* **What the task requires**: From the entries below, copy every line holding the word "PointTag".

= = = = = = =

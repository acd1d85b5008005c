// Copyright 2025 Filterql Contributors
//
// Licensed under the Apache License, Version 2.0 (the "License");
// you may not use this file except in compliance with the License.
// You may obtain a copy of the License at
//
//     http://www.apache.org/licenses/LICENSE-2.0
//
// Unless required by applicable law or agreed to in writing, software
// distributed under the License is distributed on an "AS IS" BASIS,
// WITHOUT WARRANTIES OR CONDITIONS OF ANY KIND, either express or implied.
// See the License for the specific language governing permissions and
// limitations under the License.

//! End-to-end tests for the convenience surface: scalar expression
//! evaluation against single rows, row selection, and tree generation.

use std::sync::Arc;

use filterql::api::{evaluate_expression, generate_expression_tree, select};
use filterql::core::{DataType, Value, ValueType};
use filterql::data::DataTable;
use uuid::Uuid;

fn guid(n: u8) -> Uuid {
    let digit = char::from_digit(n as u32, 16).unwrap();
    let text: String = "11111111-1111-1111-1111-111111111111"
        .chars()
        .map(|c| if c == '1' { digit } else { c })
        .collect();
    Uuid::parse_str(&text).unwrap()
}

fn measurements() -> Arc<DataTable> {
    let mut table = DataTable::new("ActiveMeasurements");
    table.add_column("SignalID", DataType::Guid).unwrap();
    table.add_column("ID", DataType::String).unwrap();
    table.add_column("PointTag", DataType::String).unwrap();
    table.add_column("SignalType", DataType::String).unwrap();
    table.add_column("Frequency", DataType::Double).unwrap();

    let rows: Vec<(Uuid, &str, &str, &str, Value)> = vec![
        (guid(1), "PPA:1", "GPA_SHELBY:FREQ", "FREQ", Value::Double(59.97)),
        (guid(2), "PPA:2", "GPA_SHELBY:VPHM", "VPHM", Value::null_undefined()),
        (guid(3), "PPA:3", "GPA_TVA:FREQ", "FREQ", Value::Double(60.01)),
        (guid(4), "PPA:4", "GPA_TVA:VPHM", "VPHM", Value::Double(60.00)),
    ];

    for (signal_id, id, tag, signal_type, frequency) in rows {
        table
            .add_row(vec![
                Value::Guid(signal_id),
                Value::text(id),
                Value::text(tag),
                Value::text(signal_type),
                frequency,
            ])
            .unwrap();
    }

    Arc::new(table)
}

#[test]
fn test_scalar_coalesce_on_null_row() {
    // Spec scenario: Coalesce of a null Frequency yields the fallback
    let table = measurements();
    let row = table.row(1).unwrap();

    let value = evaluate_expression(&table, row, "Coalesce(Frequency, -1.0)").unwrap();
    assert_eq!(value, Value::Double(-1.0));
    assert_eq!(value.value_type(), ValueType::Double);
}

#[test]
fn test_scalar_expression_is_not_forced_boolean() {
    let table = measurements();
    let row = table.row(0).unwrap();

    // A bare column reference is a legal scalar expression
    let value = evaluate_expression(&table, row, "Frequency").unwrap();
    assert_eq!(value, Value::Double(59.97));

    let value = evaluate_expression(&table, row, "SubString(PointTag, 0, 3)").unwrap();
    assert_eq!(value, Value::text("GPA"));

    let value = evaluate_expression(&table, row, "Len(Trim(ID))").unwrap();
    assert_eq!(value, Value::Int32(5));
}

#[test]
fn test_scalar_convert_round_trip() {
    let table = measurements();
    let row = table.row(0).unwrap();

    let value = evaluate_expression(
        &table,
        row,
        "Convert(Convert(Frequency, 'String'), 'Double')",
    )
    .unwrap();
    assert_eq!(value, Value::Double(59.97));
}

#[test]
fn test_scalar_boolean_expression() {
    let table = measurements();

    let value =
        evaluate_expression(&table, table.row(0).unwrap(), "SignalType = 'FREQ'").unwrap();
    assert_eq!(value, Value::Boolean(true));

    // Null propagation surfaces as a null boolean, not an error
    let value =
        evaluate_expression(&table, table.row(1).unwrap(), "Frequency > 60").unwrap();
    assert_eq!(value, Value::Null(ValueType::Boolean));
}

#[test]
fn test_scalar_regex_functions() {
    let table = measurements();
    let row = table.row(2).unwrap();

    let value = evaluate_expression(&table, row, "RegExVal('[0-9]+', ID)").unwrap();
    assert_eq!(value, Value::text("3"));

    let value = evaluate_expression(&table, row, "IsRegExMatch('TVA', PointTag)").unwrap();
    assert_eq!(value, Value::Boolean(true));
}

#[test]
fn test_select_returns_matching_rows() {
    let table = measurements();

    let rows = select(&table, "SignalType = 'FREQ'").unwrap();
    assert_eq!(rows.len(), 2);
    assert_eq!(rows[0].as_string(2), Some("GPA_SHELBY:FREQ"));
    assert_eq!(rows[1].as_string(2), Some("GPA_TVA:FREQ"));
}

#[test]
fn test_select_accepts_full_filter_statements() {
    let table = measurements();

    let rows = select(
        &table,
        "FILTER TOP 1 ActiveMeasurements WHERE SignalType = 'VPHM' ORDER BY PointTag",
    )
    .unwrap();
    assert_eq!(rows.len(), 1);
    assert_eq!(rows[0].as_string(2), Some("GPA_SHELBY:VPHM"));
}

#[test]
fn test_select_needs_no_id_mapping() {
    let mut table = DataTable::new("Plain");
    table.add_column("Name", DataType::String).unwrap();
    table.add_column("Weight", DataType::Int32).unwrap();
    table
        .add_row(vec![Value::text("a"), Value::Int32(10)])
        .unwrap();
    table
        .add_row(vec![Value::text("b"), Value::Int32(20)])
        .unwrap();
    let table = Arc::new(table);

    let rows = select(&table, "Weight >= 15").unwrap();
    assert_eq!(rows.len(), 1);
    assert_eq!(rows[0].as_string(0), Some("b"));
}

#[test]
fn test_generate_expression_tree_wraps_bare_expressions() {
    let table = measurements();

    let tree = generate_expression_tree(&table, "SignalType = 'FREQ'").unwrap();
    assert_eq!(tree.table.name(), "ActiveMeasurements");
    assert_eq!(tree.top_limit, -1);
    assert!(tree.root.is_some());
}

#[test]
fn test_generate_expression_tree_uses_verbatim_filter_text() {
    let table = measurements();

    let tree = generate_expression_tree(
        &table,
        "FILTER TOP 2 ActiveMeasurements WHERE TRUE ORDER BY PointTag DESC",
    )
    .unwrap();
    assert_eq!(tree.top_limit, 2);
    assert_eq!(tree.order_by_terms.len(), 1);
    assert!(!tree.order_by_terms[0].ascending);
}

#[test]
fn test_generated_tree_evaluates_rows() {
    let table = measurements();
    let tree = generate_expression_tree(&table, "Frequency IS NOT NULL").unwrap();

    assert_eq!(
        tree.evaluate(table.row(0).unwrap()).unwrap(),
        Value::Boolean(true)
    );
    assert_eq!(
        tree.evaluate(table.row(1).unwrap()).unwrap(),
        Value::Boolean(false)
    );
}

#[test]
fn test_parse_errors_carry_offending_text() {
    let table = measurements();

    let err = select(&table, "NoSuchColumn = 1").unwrap_err();
    assert!(err.to_string().contains("NoSuchColumn"));

    let err = select(&table, "SignalType IN ()").unwrap_err();
    assert!(err.to_string().contains("IN"));

    let err = select(&table, "Convert(Frequency)").unwrap_err();
    assert!(err.to_string().contains("CONVERT") || err.to_string().contains("argument"));
}

#[test]
fn test_evaluation_errors_surface_from_select() {
    let table = measurements();

    // Cross-category comparison
    let err = select(&table, "SignalType > 1").unwrap_err();
    assert!(err.to_string().contains("cannot compare"));

    // Bitwise on a float column
    let err = select(&table, "(Frequency & 1) = 1").unwrap_err();
    assert!(err.to_string().contains("'&'"));

    // Integer division by zero
    let err = select(&table, "(1 / 0) = 1").unwrap_err();
    assert!(err.to_string().contains("division by zero"));
}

= = = = = = =

* **Output for this task**:
    table.add_column("PointTag", DataType::String).unwrap();
    let value = evaluate_expression(&table, row, "SubString(PointTag, 0, 3)").unwrap();
    let value = evaluate_expression(&table, row, "IsRegExMatch('TVA', PointTag)").unwrap();
        "FILTER TOP 1 ActiveMeasurements WHERE SignalType = 'VPHM' ORDER BY PointTag",
        "FILTER TOP 2 ActiveMeasurements WHERE TRUE ORDER BY PointTag DESC",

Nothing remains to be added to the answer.